Давайте зададим себе простой вопрос: видели ли мы апостола Павла жалующимся на соседей, униженным, в депрессии, в тупике, в отчаянии. Надо ли мстить всем тем, кто гнал его, как он сам прежде гнал христиан. Есть ли в этом нужда и правда? Нет. Потому что апостол Павел сам сотворил свою смерть и свою жизнь

_ Да ничего подобного, - возразят мне. _ Это просто гордыня, - возразят мне. --Человек не творит свою жизнь, а отдает ее Богу, и Бог творит судьбу и жизнь человека. – Хорошо, скажу я, - пусть так. – Но тогда зачем вообще все эти разговоры об отмщении, если все это от Бога?

Но дело-то как раз в том, что Бог создал меня по образу Своему и подобию. Он создал меня творцом. И не просто творцом, а существом, которое не может не творить. Потому что я творю свою будущую жизнь каждую секунду своего существования. И делаю это либо со знаком плюс, либо со знаком минус. Я просто не могу, не умею не творить. И даже если бы я очень захотел и изо всех сил попытался бы это сделать – у меня ничего бы не вышло. Потому что это моя природа. Или (скажем философским языком) творчество имманентно человеку, внутренне присуще. И поэтому я сейчас и здесь, каждую секунду своего земного времени либо творю все свои будущие тупики, заторы, безвыходность, ненависть, врагов, предательства, проигрыши, семейные трагедии, духовные трагедии, либо… Либо я творю свою святость, свой достаток, свою любовь, свои свершения, свои находки, свое счастье и свое чудо, к которому призвал меня Бог. И я призван к этому Его словами. «Больше Меня сотворите» - сказал Господь своим ученикам накануне Распятия.
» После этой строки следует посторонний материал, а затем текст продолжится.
//! Tasks that stream a response body to disk.

use std::io;
use std::path::{Path, PathBuf};
use std::sync::Arc;

use netask_core::logging::targets;
use netask_core::{Progress, Signal};

use super::base::BaseTask;
use super::{Task, TaskState};
use crate::error::{Result, TaskError};
use crate::http::HttpClient;
use crate::request::Request;

/// Downloads a response body to a file and resolves to its location.
///
/// The body is first written to a uniquely named file in the client's
/// scratch directory. With a destination, the file is then moved there,
/// replacing any existing file, and the task resolves to the destination.
/// Without one it resolves to the scratch file, which the caller owns.
///
/// # Example
///
/// ```no_run
/// use netask_net::{DownloadTask, Request, Task};
///
/// let task = DownloadTask::new(Request::from_url("https://example.com/archive.zip"))
///     .destination("/tmp/archive.zip");
/// let path = task.wait().unwrap();
/// assert_eq!(path, std::path::Path::new("/tmp/archive.zip"));
/// ```
#[derive(Clone, Debug)]
pub struct DownloadTask {
    base: Arc<BaseTask>,
    destination: Option<PathBuf>,
}

impl DownloadTask {
    /// Create a task using the shared client.
    pub fn new(request: impl Into<Request>) -> Self {
        Self {
            base: Arc::new(BaseTask::new(request.into(), None)),
            destination: None,
        }
    }

    /// Create a task using a specific client.
    pub fn with_client(request: impl Into<Request>, client: HttpClient) -> Self {
        Self {
            base: Arc::new(BaseTask::new(request.into(), Some(client))),
            destination: None,
        }
    }

    /// Create a GET task for a full URL string.
    pub fn from_url(url: &str) -> Self {
        Self::new(Request::from_url(url))
    }

    /// Move the downloaded file to `path` on completion.
    pub fn destination(mut self, path: impl Into<PathBuf>) -> Self {
        self.destination = Some(path.into());
        self
    }

    /// The requested destination, if any.
    pub fn destination_path(&self) -> Option<&Path> {
        self.destination.as_deref()
    }

    /// The request descriptor this task runs.
    pub fn request(&self) -> &Request {
        self.base.request()
    }
}

impl Task for DownloadTask {
    type Output = PathBuf;

    fn progress(&self) -> &Progress {
        self.base.progress()
    }

    fn state(&self) -> TaskState {
        self.base.state()
    }

    fn state_changed(&self) -> &Signal<TaskState> {
        self.base.state_changed()
    }

    async fn execute(&self) -> Result<PathBuf> {
        let base = &self.base;
        base.begin()?;

        let outgoing = base.settle(base.request().outgoing_request())?;
        let scratch = base.client().scratch_dir().to_path_buf();
        base.settle(
            tokio::fs::create_dir_all(&scratch)
                .await
                .map_err(|e| TaskError::Transport(e.into())),
        )?;
        let temp = scratch.join(uuid::Uuid::new_v4().to_string());

        let transferred = base
            .transport()
            .download(|client, _| Ok(outgoing.to_reqwest(client)), &temp)
            .await;
        let head = match transferred {
            Ok(head) => head,
            Err(error) => {
                discard(&temp).await;
                return base.settle(Err(error.into()));
            }
        };

        if let Some(destination) = &self.destination {
            if let Err(error) = move_file(&temp, destination).await {
                discard(&temp).await;
                return base.settle(Err(TaskError::Transport(error.into())));
            }
        }

        let payload = payload_for_validation(self.destination.as_deref(), Some(temp.as_path())).await;
        base.validate_response(Some(&outgoing), &head, payload.as_deref())?;

        let location = base.settle(resolved_location(self.destination.as_deref(), Some(temp.as_path())))?;
        tracing::debug!(target: targets::TASK, path = %location.display(), "download complete");
        base.succeed(location)
    }
}

/// Move `from` to `to`, creating parent directories and replacing any
/// existing file. Falls back to copy and remove across filesystems.
async fn move_file(from: &Path, to: &Path) -> io::Result<()> {
    if let Some(parent) = to.parent().filter(|p| !p.as_os_str().is_empty()) {
        tokio::fs::create_dir_all(parent).await?;
    }
    match tokio::fs::remove_file(to).await {
        Ok(()) => {}
        Err(e) if e.kind() == io::ErrorKind::NotFound => {}
        Err(e) => return Err(e),
    }

    if tokio::fs::rename(from, to).await.is_err() {
        tokio::fs::copy(from, to).await?;
        tokio::fs::remove_file(from).await?;
    }
    Ok(())
}

async fn discard(path: &Path) {
    if let Err(error) = tokio::fs::remove_file(path).await {
        if error.kind() != io::ErrorKind::NotFound {
            tracing::warn!(target: targets::TASK, path = %path.display(), %error, "failed to remove scratch file");
        }
    }
}

/// Bytes handed to response validators: the destination file if one is
/// set and readable, else the scratch file, else nothing.
async fn payload_for_validation(destination: Option<&Path>, temp: Option<&Path>) -> Option<Vec<u8>> {
    let path = match (destination, temp) {
        (Some(destination), _) if destination.exists() => destination,
        (_, Some(temp)) if temp.exists() => temp,
        _ => return None,
    };
    tokio::fs::read(path).await.ok()
}

/// Where the downloaded file ended up.
fn resolved_location(destination: Option<&Path>, temp: Option<&Path>) -> Result<PathBuf> {
    match (destination, temp) {
        (Some(destination), _) if destination.exists() => Ok(destination.to_path_buf()),
        (_, Some(temp)) if temp.exists() => Ok(temp.to_path_buf()),
        _ => Err(TaskError::Unknown),
    }
}
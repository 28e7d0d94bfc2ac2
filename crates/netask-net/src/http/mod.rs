//! HTTP transport for netask tasks.
//!
//! [`HttpClient`] is the session that requests travel through; clones share a
//! connection pool. [`OutgoingRequest`] is the fully built request a task
//! hands to the transport, and [`ResponseHead`] is what comes back before
//! the body is validated and parsed.
//!
//! # Example
//!
//! ```no_run
//! use std::time::Duration;
//! use netask_net::http::HttpClient;
//!
//! let client = HttpClient::builder()
//!     .timeout(Duration::from_secs(10))
//!     .scratch_dir("/var/tmp/my-app")
//!     .build()?;
//! # Ok::<(), netask_net::TransportError>(())
//! ```

mod client;
mod request;
mod response;
pub(crate) mod transport;

pub use client::{HttpClient, HttpClientBuilder, HttpClientConfig};
pub use request::{CachePolicy, HttpMethod, OutgoingRequest};
pub use response::{ReceivedResponse, ResponseHead};
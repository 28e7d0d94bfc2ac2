//! Parameter encodings.
//!
//! An endpoint's parameters are written into the outgoing request either as
//! a query string, a form-urlencoded body, a JSON body or by a custom
//! [`ParameterEncoder`]. Nested values are flattened using the bracket
//! convention:
//!
//! | value                         | pairs                          |
//! |-------------------------------|--------------------------------|
//! | `{"ids": [1, 2]}`             | `ids[]=1`, `ids[]=2`           |
//! | `{"user": {"name": "Ada"}}`   | `user[name]=Ada`               |
//! | `{"active": true}`            | `active=true`                  |
//! | `{"cursor": null}`            | `cursor=`                      |

use std::fmt;
use std::sync::Arc;

use bytes::Bytes;
use http::header::{CONTENT_TYPE, HeaderValue};
use serde_json::Value;

use crate::endpoint::Parameters;
use crate::error::{Result, TaskError};
use crate::http::OutgoingRequest;

/// Boxed error returned by custom encoders.
pub type EncoderError = Box<dyn std::error::Error + Send + Sync>;

/// A custom strategy for writing parameters into a request.
pub trait ParameterEncoder: Send + Sync {
    /// Write `parameters` into `request`.
    fn encode(&self, request: &mut OutgoingRequest, parameters: &Parameters) -> std::result::Result<(), EncoderError>;
}

/// How endpoint parameters are written into the outgoing request.
#[derive(Clone, Default)]
pub enum ParameterEncoding {
    /// Query string for GET, HEAD and DELETE; form body otherwise.
    #[default]
    MethodDependent,
    /// Always append to the query string.
    QueryString,
    /// Always send as an `application/x-www-form-urlencoded` body.
    FormBody,
    /// Send the parameter map as an `application/json` body.
    Json,
    /// Delegate to a custom encoder.
    Custom(Arc<dyn ParameterEncoder>),
}

impl ParameterEncoding {
    /// Wrap a custom encoder.
    pub fn custom(encoder: impl ParameterEncoder + 'static) -> Self {
        Self::Custom(Arc::new(encoder))
    }

    /// Write `parameters` into `request`.
    ///
    /// Built-in encodings leave the request untouched when there are no
    /// parameters. A `Content-Type` header already present is kept.
    pub fn encode(&self, request: &mut OutgoingRequest, parameters: &Parameters) -> Result<()> {
        if let Self::Custom(encoder) = self {
            return encoder
                .encode(request, parameters)
                .map_err(|e| TaskError::Encoding(e.to_string()));
        }
        if parameters.is_empty() {
            return Ok(());
        }

        match self {
            Self::MethodDependent if request.method.encodes_parameters_in_url() => {
                encode_query(request, parameters);
            }
            Self::QueryString => encode_query(request, parameters),
            Self::MethodDependent | Self::FormBody => {
                let body = url::form_urlencoded::Serializer::new(String::new())
                    .extend_pairs(query_pairs(parameters))
                    .finish();
                set_body(
                    request,
                    Bytes::from(body),
                    "application/x-www-form-urlencoded; charset=utf-8",
                );
            }
            Self::Json => {
                let body = serde_json::to_vec(parameters).map_err(|e| TaskError::Encoding(e.to_string()))?;
                set_body(request, Bytes::from(body), "application/json");
            }
            Self::Custom(_) => {}
        }
        Ok(())
    }
}

impl fmt::Debug for ParameterEncoding {
    fn fmt(&self, f: &mut fmt::Formatter<'_>) -> fmt::Result {
        match self {
            Self::MethodDependent => f.write_str("MethodDependent"),
            Self::QueryString => f.write_str("QueryString"),
            Self::FormBody => f.write_str("FormBody"),
            Self::Json => f.write_str("Json"),
            Self::Custom(_) => f.write_str("Custom(..)"),
        }
    }
}

/// Flatten parameters into key/value pairs.
pub fn query_pairs(parameters: &Parameters) -> Vec<(String, String)> {
    let mut pairs = Vec::new();
    for (key, value) in parameters {
        flatten(key, value, &mut pairs);
    }
    pairs
}

/// Render a single parameter value as plain text.
///
/// Strings are used as-is, nulls become empty and nested values become
/// JSON text.
pub fn text_value(value: &Value) -> String {
    match value {
        Value::Null => String::new(),
        Value::String(s) => s.clone(),
        Value::Bool(b) => b.to_string(),
        Value::Number(n) => n.to_string(),
        Value::Array(_) | Value::Object(_) => value.to_string(),
    }
}

fn flatten(key: &str, value: &Value, pairs: &mut Vec<(String, String)>) {
    match value {
        Value::Array(items) => {
            let nested = format!("{key}[]");
            for item in items {
                flatten(&nested, item, pairs);
            }
        }
        Value::Object(map) => {
            for (sub_key, item) in map {
                flatten(&format!("{key}[{sub_key}]"), item, pairs);
            }
        }
        scalar => pairs.push((key.to_string(), text_value(scalar))),
    }
}

fn encode_query(request: &mut OutgoingRequest, parameters: &Parameters) {
    request.url.query_pairs_mut().extend_pairs(query_pairs(parameters));
}

fn set_body(request: &mut OutgoingRequest, body: Bytes, content_type: &'static str) {
    request
        .headers
        .entry(CONTENT_TYPE)
        .or_insert(HeaderValue::from_static(content_type));
    request.body = Some(body);
}
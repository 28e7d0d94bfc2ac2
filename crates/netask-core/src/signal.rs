//! Signal/slot notifications for netask.
//!
//! Signals are emitted when observable state changes (task progress, task
//! state) and every connected slot is invoked with the emitted value.
//!
//! # Key Types
//!
//! - [`Signal<Args>`] - The signal type for emitting notifications
//! - [`ConnectionId`] - Unique identifier returned when connecting a slot
//!
//! # Thread Safety
//!
//! Slots are invoked directly on the emitting thread. Background transfers
//! emit from runtime worker threads, so slots must be `Send + Sync` and should
//! hand work off to their own thread when they need thread affinity.
//!
//! # Example
//!
//! ```
//! use netask_core::Signal;
//!
//! let fraction_changed = Signal::<f64>::new();
//!
//! let conn_id = fraction_changed.connect(|fraction| {
//!     println!("now at {:.0}%", fraction * 100.0);
//! });
//!
//! fraction_changed.emit(0.5);
//! fraction_changed.disconnect(conn_id);
//! ```

use std::sync::Arc;
use std::sync::atomic::{AtomicBool, Ordering};

use parking_lot::Mutex;
use slotmap::{SlotMap, new_key_type};

use crate::logging::targets;

new_key_type! {
    /// A unique identifier for a signal-slot connection.
    ///
    /// Use this ID to disconnect a specific connection via [`Signal::disconnect`].
    pub struct ConnectionId;
}

type Slot<Args> = Arc<dyn Fn(&Args) + Send + Sync>;

/// A type-safe signal that can have multiple connected slots.
///
/// # Type Parameter
///
/// - `Args`: The argument type passed to connected slots. Use `()` for signals
///   with no arguments, or a tuple for multiple arguments.
///
/// # Thread Safety
///
/// `Signal<Args>` is `Send + Sync`. Connecting or disconnecting from inside a
/// slot is allowed because slots run after the connection table is unlocked.
pub struct Signal<Args> {
    connections: Mutex<SlotMap<ConnectionId, Slot<Args>>>,
    blocked: AtomicBool,
}

impl<Args: 'static> Default for Signal<Args> {
    fn default() -> Self {
        Self::new()
    }
}

impl<Args: 'static> Signal<Args> {
    /// Create a new signal with no connections.
    pub fn new() -> Self {
        Self {
            connections: Mutex::new(SlotMap::with_key()),
            blocked: AtomicBool::new(false),
        }
    }

    /// Connect a slot (closure) to this signal.
    ///
    /// Returns a `ConnectionId` that can be used to disconnect the slot later.
    pub fn connect<F>(&self, slot: F) -> ConnectionId
    where
        F: Fn(&Args) + Send + Sync + 'static,
    {
        self.connections.lock().insert(Arc::new(slot))
    }

    /// Disconnect a specific slot by its connection ID.
    ///
    /// Returns `true` if the connection was found and removed, `false` otherwise.
    pub fn disconnect(&self, id: ConnectionId) -> bool {
        self.connections.lock().remove(id).is_some()
    }

    /// Disconnect all slots from this signal.
    pub fn disconnect_all(&self) {
        self.connections.lock().clear();
    }

    /// Get the number of connected slots.
    pub fn connection_count(&self) -> usize {
        self.connections.lock().len()
    }

    /// Block signal emission temporarily.
    ///
    /// While blocked, calls to `emit()` do nothing.
    pub fn set_blocked(&self, blocked: bool) {
        self.blocked.store(blocked, Ordering::SeqCst);
    }

    /// Check if signal emission is currently blocked.
    pub fn is_blocked(&self) -> bool {
        self.blocked.load(Ordering::SeqCst)
    }

    /// Emit the signal, invoking all connected slots on the current thread.
    pub fn emit(&self, args: Args) {
        if self.is_blocked() {
            tracing::trace!(target: targets::SIGNAL, "signal blocked, skipping emit");
            return;
        }

        let slots: Vec<Slot<Args>> = self.connections.lock().values().cloned().collect();
        tracing::trace!(target: targets::SIGNAL, connection_count = slots.len(), "emitting signal");

        for slot in slots {
            slot(&args);
        }
    }
}

impl<Args> std::fmt::Debug for Signal<Args> {
    fn fmt(&self, f: &mut std::fmt::Formatter<'_>) -> std::fmt::Result {
        f.debug_struct("Signal")
            .field("connections", &self.connections.lock().len())
            .field("blocked", &self.blocked.load(Ordering::SeqCst))
            .finish()
    }
}

static_assertions::assert_impl_all!(Signal<f64>: Send, Sync);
Разве мы относились когда–нибудь к этим словам всерьез? Настолько всерьез, насколько всерьез они прозвучали? Пробовали понять их радость и их высоту. Принять их правду, их реальность, предложенную нам. Реальность – сотворить больше Иисуса, причем не метафорически, а буквально. Или это тоже гордыня – относиться к Его призыву серьезно? И когда я творю не с Ним (каждую, каждую секунду!) – я расточаю. Я продолжаю творить, потому что не творить не могу, но творю уже без Него, творю уже сам. Я всю свою огромную силу творчества, всю мощь этого дара употребляю на то, чтобы сотворить себе те невыносимые проблемы, за которые впоследствии буду требовать к ответу других людей. Осуществлять свое право на месть. Но, положа руку на сердце, разве другие виноваты, что я избрал именно этот путь? Разве они решали за меня - с Христом мне творить или без Него? Нет, это я решил, решил сам. Так кому же мне мстить? И многие мстят себе, когда невозможно отомстить другому.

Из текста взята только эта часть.